Seeing reality in elementary terms may save us from having to navigate complexities, but the world is much more than various shades of grey; it is full of complex colour and it can only be fully experienced, appreciated and approached when we develop the lenses that detect it fully. When we make the effort to be aware of life’s subtleties it becomes more difficult to simply support or oppose something. Caveats emerge, and we develop tastes that appreciate the fine elements of reality.
There are two fascinating mitsvot mentioned in this week’s parasha that expect us to acknowledge these complexities:
“You are not to abhor an Edomite, for he is your brother.

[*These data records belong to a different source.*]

use std::path::Path;

/// System architecture
#[derive(Debug, Clone, Copy, PartialEq, Eq, Hash)]
pub enum SystemArchitecture {
    /// 32-bit x86
    X86,

    /// 64-bit x86
    Amd64,

    /// 32-bit ARM
    Arm,

    /// Other
    Other,
}

const EFI_FIRMWARE_DIR: &str = "/sys/firmware/efi";

impl SystemArchitecture {
    /// Get the current system architecture
    pub fn current() -> Self {
        if cfg!(target_arch = "x86") {
            SystemArchitecture::X86
        } else if cfg!(target_arch = "x86_64") {
            SystemArchitecture::Amd64
        } else if cfg!(target_arch = "arm") {
            SystemArchitecture::Arm
        } else {
            SystemArchitecture::Other
        }
    }

    /// Architecture name used by Entropy repositories.
    pub fn entropy_name(&self) -> &'static str {
        match self {
            SystemArchitecture::X86 => "x86",
            SystemArchitecture::Amd64 => "amd64",
            SystemArchitecture::Arm => "arm",
            SystemArchitecture::Other => "unknown",
        }
    }
}

impl From<&str> for SystemArchitecture {
    fn from(s: &str) -> Self {
        match s.to_lowercase().as_str() {
            "x86" | "i386" | "i686" => SystemArchitecture::X86,
            "x64" | "amd64" | "x86_64" => SystemArchitecture::Amd64,
            "arm" | "armv7l" => SystemArchitecture::Arm,
            _ => SystemArchitecture::Other,
        }
    }
}

/// Whether the live system was booted through UEFI firmware.
pub fn is_efi() -> bool {
    Path::new(EFI_FIRMWARE_DIR).is_dir()
}

#[cfg(test)]
mod tests {
    use super::*;

    #[test]
    fn test_from_str() {
        assert_eq!(SystemArchitecture::from("x86_64"), SystemArchitecture::Amd64);
        assert_eq!(SystemArchitecture::from("i686"), SystemArchitecture::X86);
        assert_eq!(SystemArchitecture::from("ARMv7l"), SystemArchitecture::Arm);
        assert_eq!(SystemArchitecture::from("riscv64"), SystemArchitecture::Other);
        assert_eq!(SystemArchitecture::Amd64.entropy_name(), "amd64");
    }
}
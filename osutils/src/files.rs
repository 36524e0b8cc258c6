use std::{
    fs::{File, OpenOptions, Permissions},
    io::{ErrorKind, Write},
    os::unix::fs::PermissionsExt,
    path::Path,
};

use anyhow::{bail, Context, Error};
use log::debug;
use nix::unistd::{access, AccessFlags};

/// Creates a file and all parent directories if they don't exist
pub fn create_file<S>(path: S) -> Result<File, Error>
where
    S: AsRef<Path>,
{
    if let Some(parent) = path.as_ref().parent() {
        create_dirs(parent)?;
    }

    File::create(path.as_ref()).context(format!(
        "Could not create file: {}",
        path.as_ref().display()
    ))
}

/// Creates a file and all parent directories if they don't exist, and sets the file mode
pub fn create_file_mode<S>(path: S, mode: u32) -> Result<File, Error>
where
    S: AsRef<Path>,
{
    let file = create_file(path.as_ref())?;
    set_mode(path.as_ref(), mode)?;
    Ok(file)
}

/// Creates all directories in a path if they don't exist
pub fn create_dirs<S>(path: S) -> Result<(), Error>
where
    S: AsRef<Path>,
{
    std::fs::create_dir_all(path.as_ref()).context(format!(
        "Could not create path: {}",
        path.as_ref().display()
    ))
}

pub fn set_mode<S>(path: S, mode: u32) -> Result<(), Error>
where
    S: AsRef<Path>,
{
    std::fs::set_permissions(path.as_ref(), Permissions::from_mode(mode)).context(format!(
        "Could not set permissions {:#o} for file {}",
        mode,
        path.as_ref().display()
    ))
}

/// Reads the content of a file and trims it
pub fn read_file_trim<S>(file_path: &S) -> Result<String, Error>
where
    S: AsRef<Path>,
{
    let content = std::fs::read_to_string(file_path.as_ref()).context(format!(
        "Could not read file contents: {:?}",
        file_path.as_ref()
    ))?;
    Ok(content.trim().to_string())
}

/// Writes to a file, replacing its contents
pub fn write_file<S>(path: S, mode: u32, contents: &[u8]) -> Result<(), Error>
where
    S: AsRef<Path>,
{
    let mut file = create_file_mode(path.as_ref(), mode).context(format!(
        "Could not create file: {}",
        path.as_ref().display()
    ))?;

    file.write_all(contents).context(format!(
        "Could not write to file: {}",
        path.as_ref().display()
    ))?;

    Ok(())
}

/// Appends to a file. When `must_exist` is false the file is created.
pub fn append_file<S>(path: S, must_exist: bool, contents: &[u8]) -> Result<(), Error>
where
    S: AsRef<Path>,
{
    let path = path.as_ref();
    if path.exists() {
        if !path.is_file() {
            bail!("Path exists but is not a file: {}", path.display());
        }
    } else if must_exist {
        bail!("Path does not exist: {}", path.display());
    } else if let Some(parent) = path.parent() {
        create_dirs(parent)?;
    }

    OpenOptions::new()
        .append(true)
        .create(true)
        .open(path)
        .context(format!("Could not open file: {}", path.display()))?
        .write_all(contents)
        .context(format!("Could not append to file: {}", path.display()))
}

/// Rewrites every line of a text file through `f`, keeping the file mode.
pub fn edit_lines<S, F>(path: S, mut f: F) -> Result<(), Error>
where
    S: AsRef<Path>,
    F: FnMut(&str) -> Option<String>,
{
    let path = path.as_ref();
    let content = std::fs::read_to_string(path)
        .context(format!("Could not read file contents: {}", path.display()))?;
    let mode = std::fs::metadata(path)
        .context(format!("Could not get metadata for {}", path.display()))?
        .permissions()
        .mode();

    let mut edited = String::with_capacity(content.len());
    for line in content.lines() {
        if let Some(line) = f(line) {
            edited.push_str(&line);
            edited.push('\n');
        }
    }

    write_file(path, mode, edited.as_bytes())
}

/// Checks whether the current process may write to `path`.
pub fn is_writable<S>(path: S) -> bool
where
    S: AsRef<Path>,
{
    access(path.as_ref(), AccessFlags::W_OK).is_ok()
}

/// Removes a file or symlink. Missing files are not an error.
pub fn remove_file_if_exists<S>(path: S) -> Result<(), Error>
where
    S: AsRef<Path>,
{
    match std::fs::remove_file(path.as_ref()) {
        Ok(()) => {
            debug!("Removed '{}'", path.as_ref().display());
            Ok(())
        }
        Err(e) if e.kind() == ErrorKind::NotFound => Ok(()),
        Err(e) => Err(e).context(format!(
            "Could not remove file: {}",
            path.as_ref().display()
        )),
    }
}

/// Removes a directory tree. Missing directories are not an error.
pub fn remove_dir_all_if_exists<S>(path: S) -> Result<(), Error>
where
    S: AsRef<Path>,
{
    match std::fs::remove_dir_all(path.as_ref()) {
        Ok(()) => {
            debug!("Removed directory '{}'", path.as_ref().display());
            Ok(())
        }
        Err(e) if e.kind() == ErrorKind::NotFound => Ok(()),
        Err(e) => Err(e).context(format!(
            "Could not remove directory: {}",
            path.as_ref().display()
        )),
    }
}

/// Copies `from` to `to` when `from` exists, creating parent directories of
/// `to`. Returns whether anything was copied.
pub fn copy_if_exists<S, D>(from: S, to: D) -> Result<bool, Error>
where
    S: AsRef<Path>,
    D: AsRef<Path>,
{
    if !from.as_ref().is_file() {
        return Ok(false);
    }
    if let Some(parent) = to.as_ref().parent() {
        create_dirs(parent)?;
    }
    std::fs::copy(from.as_ref(), to.as_ref()).context(format!(
        "Could not copy '{}' to '{}'",
        from.as_ref().display(),
        to.as_ref().display()
    ))?;
    Ok(true)
}

#[cfg(test)]
mod tests {
    use super::*;

    use tempfile::tempdir;

    #[test]
    fn test_create_file_mode() {
        let dir = tempdir().unwrap();
        let path = dir.path().join("etc/skel/Desktop/rigo.desktop");
        create_file_mode(&path, 0o775).unwrap();
        assert!(path.exists());
        assert_eq!(
            std::fs::metadata(&path).unwrap().permissions().mode() & 0o777,
            0o775
        );
    }

    #[test]
    fn test_read_file_trim() {
        let dir = tempdir().unwrap();
        let path = dir.path().join("running");
        std::fs::write(&path, "  340.108\n").unwrap();
        assert_eq!(read_file_trim(&path).unwrap(), "340.108");
        assert!(read_file_trim(&dir.path().join("missing")).is_err());
    }

    #[test]
    fn test_append_file() {
        let dir = tempdir().unwrap();
        let path = dir.path().join("package.mask");

        append_file(&path, true, b"x11-drivers/nvidia-drivers\n").unwrap_err();
        assert!(!path.exists());

        append_file(&path, false, b"a\n").unwrap();
        append_file(&path, true, b"b\n").unwrap();
        assert_eq!(std::fs::read_to_string(&path).unwrap(), "a\nb\n");

        append_file(dir.path(), false, b"c\n").unwrap_err();
    }

    #[test]
    fn test_edit_lines() {
        let dir = tempdir().unwrap();
        let path = dir.path().join("sudoers");
        write_file(&path, 0o440, b"root ALL=ALL\n%wheel ALL=(ALL) NOPASSWD: ALL\n#drop\n").unwrap();

        edit_lines(&path, |line| match line {
            "#drop" => None,
            l if l.contains("NOPASSWD") => Some(format!("#{l}")),
            l => Some(l.to_string()),
        })
        .unwrap();

        assert_eq!(
            std::fs::read_to_string(&path).unwrap(),
            "root ALL=ALL\n#%wheel ALL=(ALL) NOPASSWD: ALL\n"
        );
        assert_eq!(
            std::fs::metadata(&path).unwrap().permissions().mode() & 0o777,
            0o440
        );
    }

    #[test]
    fn test_remove_if_exists() {
        let dir = tempdir().unwrap();
        let file = dir.path().join("device.map");
        std::fs::write(&file, "").unwrap();
        remove_file_if_exists(&file).unwrap();
        assert!(!file.exists());
        remove_file_if_exists(&file).unwrap();

        let tree = dir.path().join("install-data/drivers");
        create_dirs(&tree).unwrap();
        remove_dir_all_if_exists(dir.path().join("install-data")).unwrap();
        assert!(!tree.exists());
        remove_dir_all_if_exists(dir.path().join("install-data")).unwrap();
    }

    #[test]
    fn test_copy_if_exists() {
        let dir = tempdir().unwrap();
        let from = dir.path().join("asound.state");
        let to = dir.path().join("target/var/lib/alsa/asound.state");

        assert!(!copy_if_exists(&from, &to).unwrap());
        assert!(!to.exists());

        std::fs::write(&from, "state").unwrap();
        assert!(copy_if_exists(&from, &to).unwrap());
        assert_eq!(std::fs::read_to_string(&to).unwrap(), "state");
    }
}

You are not to abhor an Egyptian, for you were a sojourner in his land”. (23:8)
Rabbi Meir Leibish ben Yehiel Michel (MALBIM) comments on these verses:
‘Whenever you see reasons given in Torah for a particular prohibition, it is because the prohibition is counterintuitive. In this case, because human intuition tells us that we should detest the Edomite [because they greeted us at their borders with the threat of war], they are, nonetheless, our brothers, and brotherhood is exceptionally important. We should similarly detest the Egyptian [for they murdered our boys in the Nile and bitterly enslaved us], but we were sojourners in their land and it is said ‘great is the act of hosting [the sojourner]’.
We learn from these mitsvot that, while we need not be best mates with the Edomite and Egyptian, we are not permitted to write them off, either. The positive elements must be acknowledged along with the negative.
This lesson is relevant to us in many instances. For example, there may be people we know who do not respect our choices, agree with our lifestyle, or who have treated us poorly. While we may not choose to interact with them regularly, as a result, we learn from these mitsvot that we cannot disregard the good that they have done for us in our lives.
Life is filled with complex contradictions. When we avoid the inherent laziness that drives us to gloss over them and make the effort to develop our sensitivities, we become deeper, more robust individuals and the world emerges from its initial monochrome picture and is revealed to be a vibrant tableau of colours.